- BREATHE. Rest assured that you can beat your budget! So many people let their money woes get the best of them, and it negatively affects their decision making. Yet, there are people who remain optimistic (and realistic) and stick to their goals of paying off debt/cutting expenses/increasing income and succeed! You can be that person, too. Just be very clear about what your goals are, remind yourself of these goals every single day, and work towards achieving those goals every single day. It’s no walk in the park, but we have to do something differently to get something differently, and if you’re committed to improving your financial situation, then you will make the difficult decisions necessary to achieving such.
What are your main money concerns?
- Is it debt?
i. Who do you owe and how much to each?
ii. What types of debts do you have? (Ex. installment, revolving, medical, utility, other)?
iii. Which debts are most important (ex: most expensive/highest finance charges, closest to your limit (if a revolving debt), due date)
iv. What are the minimum payments for each debt?
- Is it unexpected expenses?
i. What types of expenses are these? (ex: car repairs, medical, job related)
ii. How often have these “unexpected” expenses occurred in the past three, six, and nine months? Perhaps it’s time to look at factoring this expense into your budget or making an investment to eliminate maintenance costs (ex: newer car, surgery to keep away from patchwork fixes, etc.)
- Two ways to “find” this additional money is to increase your income (ex: overtime, part-time job, bartering, yard sale/consignment shop etc.) and cutting back on your expenses (ex: eliminate cable or cut back to basic, don’t pay for what you don’t use, use coupons, shop on sale only, etc.)
- Track your expenses for at least a month (i.e. write down where every single penny goes). This will give you a bird’s eye view of where your money is going and you’ll be better equipped to make decisions on cutting expenses. For example, if you notice you spend $400 a month on eating out & groceries, you can make decisions to cut back by shopping at food closets, Farmer’s Market, coupons, sale only items, etc. The savings that you reap should go towards your financial goals. Categorizing your expenses is also very helpful (ex: transportation = gas, oil changes, auto insurance, car washes; food= groceries, eating out; bills= rent/mortgage, utilities, phone, cable/Internet; savings= emergency fund, vacation money; etc.)

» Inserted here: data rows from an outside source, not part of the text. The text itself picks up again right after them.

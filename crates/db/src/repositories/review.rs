//! Review repository.

use std::collections::HashMap;

use chrono::{DateTime, FixedOffset};
use rust_decimal::Decimal;
use sea_orm::{
    ActiveModelTrait, ColumnTrait, ConnectionTrait, DatabaseConnection, DbErr, EntityTrait,
    PaginatorTrait, QueryFilter, QueryOrder, QuerySelect, Select, Set, SqlErr, TransactionTrait,
    sea_query::Expr,
};
use thiserror::Error;
use uuid::Uuid;

use libris_core::lending::{LendingError, LendingService};
use libris_core::review::{ReviewInput, average_rating};
use libris_shared::types::{BookId, PageRequest, PageResponse, ReviewId, UserId};

use crate::entities::{books, reviews, users};

use super::borrow::review_eligibility;

/// Error types for review operations.
#[derive(Debug, Error)]
pub enum ReviewError {
    /// The review gate refused the submission.
    #[error(transparent)]
    Lending(#[from] LendingError),

    /// Book not found.
    #[error("Book not found: {0}")]
    BookNotFound(BookId),

    /// Database error.
    #[error("Database error: {0}")]
    Database(#[from] DbErr),
}

/// A review with the names needed to display it.
#[derive(Debug, Clone)]
pub struct ReviewDetails {
    /// Review ID.
    pub id: ReviewId,
    /// Reviewed book.
    pub book_id: BookId,
    /// Book title.
    pub book_title: String,
    /// Reviewer.
    pub student_id: UserId,
    /// Reviewer's username.
    pub student_username: String,
    /// Rating, 1 to 5.
    pub rating: i32,
    /// Comment; may be empty.
    pub comment: String,
    /// Submission time.
    pub created_at: DateTime<FixedOffset>,
}

/// Average rating per book for the given books; unreviewed books are absent.
pub(crate) async fn rating_averages<C: ConnectionTrait>(
    db: &C,
    book_ids: &[Uuid],
) -> Result<HashMap<Uuid, Decimal>, DbErr> {
    if book_ids.is_empty() {
        return Ok(HashMap::new());
    }
    let rows: Vec<(Uuid, i64, i64)> = reviews::Entity::find()
        .select_only()
        .column(reviews::Column::BookId)
        .column_as(Expr::col(reviews::Column::Rating).sum(), "rating_sum")
        .column_as(Expr::col(reviews::Column::Id).count(), "rating_count")
        .filter(reviews::Column::BookId.is_in(book_ids.iter().copied()))
        .group_by(reviews::Column::BookId)
        .into_tuple()
        .all(db)
        .await?;
    Ok(rows
        .into_iter()
        .filter_map(|(book_id, sum, count)| average_rating(sum, count).map(|avg| (book_id, avg)))
        .collect())
}

/// Review repository.
#[derive(Debug, Clone)]
pub struct ReviewRepository {
    db: DatabaseConnection,
    lending: LendingService,
}

impl ReviewRepository {
    /// Creates a new review repository applying `lending`'s review gate.
    #[must_use]
    pub const fn new(db: DatabaseConnection, lending: LendingService) -> Self {
        Self { db, lending }
    }

    /// Submits a review.
    ///
    /// Allowed only after the student returned a borrow of the book, and only
    /// once per (student, book). A duplicate that races past the check is
    /// caught by the unique index and reported the same way.
    ///
    /// # Errors
    ///
    /// Returns `BookNotFound`, `NoReturnedBorrowFound`, `AlreadyReviewed`, or a
    /// database error.
    pub async fn submit(
        &self,
        student_id: UserId,
        book_id: BookId,
        input: ReviewInput,
    ) -> Result<reviews::Model, ReviewError> {
        let txn = self.db.begin().await?;

        books::Entity::find_by_id(book_id.into_inner())
            .one(&txn)
            .await?
            .ok_or(ReviewError::BookNotFound(book_id))?;

        let eligibility = review_eligibility(&txn, &self.lending, student_id, book_id).await?;
        self.lending
            .check_review(eligibility.has_returned, eligibility.already_reviewed)
            .inspect_err(|e| {
                tracing::info!(
                    student_id = %student_id,
                    book_id = %book_id,
                    reason = e.code(),
                    "Review refused"
                );
            })?;

        let review = reviews::ActiveModel {
            id: Set(ReviewId::new().into_inner()),
            student_id: Set(student_id.into_inner()),
            book_id: Set(book_id.into_inner()),
            rating: Set(input.rating.value()),
            comment: Set(input.comment),
            created_at: Set(chrono::Utc::now().into()),
        }
        .insert(&txn)
        .await
        .map_err(|e| match e.sql_err() {
            Some(SqlErr::UniqueConstraintViolation(_)) => {
                ReviewError::Lending(LendingError::AlreadyReviewed)
            }
            _ => ReviewError::Database(e),
        })?;

        txn.commit().await?;

        tracing::info!(
            student_id = %student_id,
            book_id = %book_id,
            rating = review.rating,
            "Review submitted"
        );

        Ok(review)
    }

    /// The student's review of a book, if any.
    ///
    /// # Errors
    ///
    /// Returns an error if the database query fails.
    pub async fn find_for(
        &self,
        student_id: UserId,
        book_id: BookId,
    ) -> Result<Option<reviews::Model>, DbErr> {
        reviews::Entity::find()
            .filter(reviews::Column::StudentId.eq(student_id.into_inner()))
            .filter(reviews::Column::BookId.eq(book_id.into_inner()))
            .one(&self.db)
            .await
    }

    /// Reviews of a book, newest first.
    ///
    /// # Errors
    ///
    /// Returns an error if the database query fails.
    pub async fn for_book(&self, book_id: BookId) -> Result<Vec<ReviewDetails>, DbErr> {
        let models = Self::newest_first(
            reviews::Entity::find().filter(reviews::Column::BookId.eq(book_id.into_inner())),
        )
        .all(&self.db)
        .await?;
        self.details(models).await
    }

    /// All reviews, newest first.
    ///
    /// # Errors
    ///
    /// Returns an error if the database query fails.
    pub async fn feed(&self, page: PageRequest) -> Result<PageResponse<ReviewDetails>, DbErr> {
        let total = reviews::Entity::find().count(&self.db).await?;
        let models = Self::newest_first(reviews::Entity::find())
            .offset(page.offset())
            .limit(page.limit())
            .all(&self.db)
            .await?;
        Ok(PageResponse::new(self.details(models).await?, page, total))
    }

    fn newest_first(query: Select<reviews::Entity>) -> Select<reviews::Entity> {
        query
            .order_by_desc(reviews::Column::CreatedAt)
            .order_by_desc(reviews::Column::Id)
    }

    async fn details(&self, models: Vec<reviews::Model>) -> Result<Vec<ReviewDetails>, DbErr> {
        if models.is_empty() {
            return Ok(Vec::new());
        }
        let book_ids: Vec<Uuid> = models.iter().map(|m| m.book_id).collect();
        let student_ids: Vec<Uuid> = models.iter().map(|m| m.student_id).collect();

        let titles: HashMap<Uuid, String> = books::Entity::find()
            .filter(books::Column::Id.is_in(book_ids))
            .select_only()
            .column(books::Column::Id)
            .column(books::Column::Title)
            .into_tuple::<(Uuid, String)>()
            .all(&self.db)
            .await?
            .into_iter()
            .collect();
        let usernames: HashMap<Uuid, String> = users::Entity::find()
            .filter(users::Column::Id.is_in(student_ids))
            .select_only()
            .column(users::Column::Id)
            .column(users::Column::Username)
            .into_tuple::<(Uuid, String)>()
            .all(&self.db)
            .await?
            .into_iter()
            .collect();

        Ok(models
            .into_iter()
            .map(|m| ReviewDetails {
                id: ReviewId::from_uuid(m.id),
                book_id: BookId::from_uuid(m.book_id),
                book_title: titles.get(&m.book_id).cloned().unwrap_or_default(),
                student_id: UserId::from_uuid(m.student_id),
                student_username: usernames.get(&m.student_id).cloned().unwrap_or_default(),
                rating: m.rating,
                comment: m.comment,
                created_at: m.created_at,
            })
            .collect())
    }
}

- SAVE. SAVE. SAVE. Your money is cheaper than anyone else’s. In case of emergency, or you spot something that you want but isn’t accounted for in your monthly budget, having a little money on the side will allow you to weather the unexpected and/or purchase what you want. Financial planners recommend that we have at least three to six months of our living expenses set aside. A more realistic and immediate goal, however, may be several hundred dollars. To ensure your success with saving, automate it (payroll deposit or automatic transfers after you get paid; you can’t spend what you don’t see).
- If you consider increasing your income, think about the additional costs of doing so. For example, if you work overtime or get a part-time job, and it requires you to drive a lot (gas/tolls) or increase your child care expenses, would the income you generate exceed the expenses of earning that income? If not, think about other alternatives; if so, go get that money!
- Stop using credit. If that means cutting up or placing your credit cards in the freezer, do it. The progress you would make paying down your debt would be defeated by the additional purchases you make. So please, stop using credit.
- Start today: procrastination is a dream killer. Even if you start saving five bucks a week, it’s something! 1 Corinthians 16:2 (NIV) says on the first day of every week, each one of you should set aside a sum of money in keeping with his income, saving it up, so that when I come no collections will have to be made.
A little something extra…
I absolutely LOVE www.bankrate.com. They offer great insight on debt management, budgeting, saving, and so on. Check it out!
You might also want to pull your credit report and see if all of the information being reported about you is accurate. Misinformation on reports affects tons of people’s ability to get credit and maintain good credit scores. Visit www.annualcreditreport.com to get a free copy from all three of the credit reporting bureaus.
Lastly, Proverbs 27:12 (NIV) The prudent see dangers and take refuge, but the simple keep going and suffer for it. Simply stating that those who are committed to a budget refusing to take on unnecessary debt are wise, but those who go out and buy, buy, buy knowing that can’t afford are setting themselves up for major financial and emotional suffering.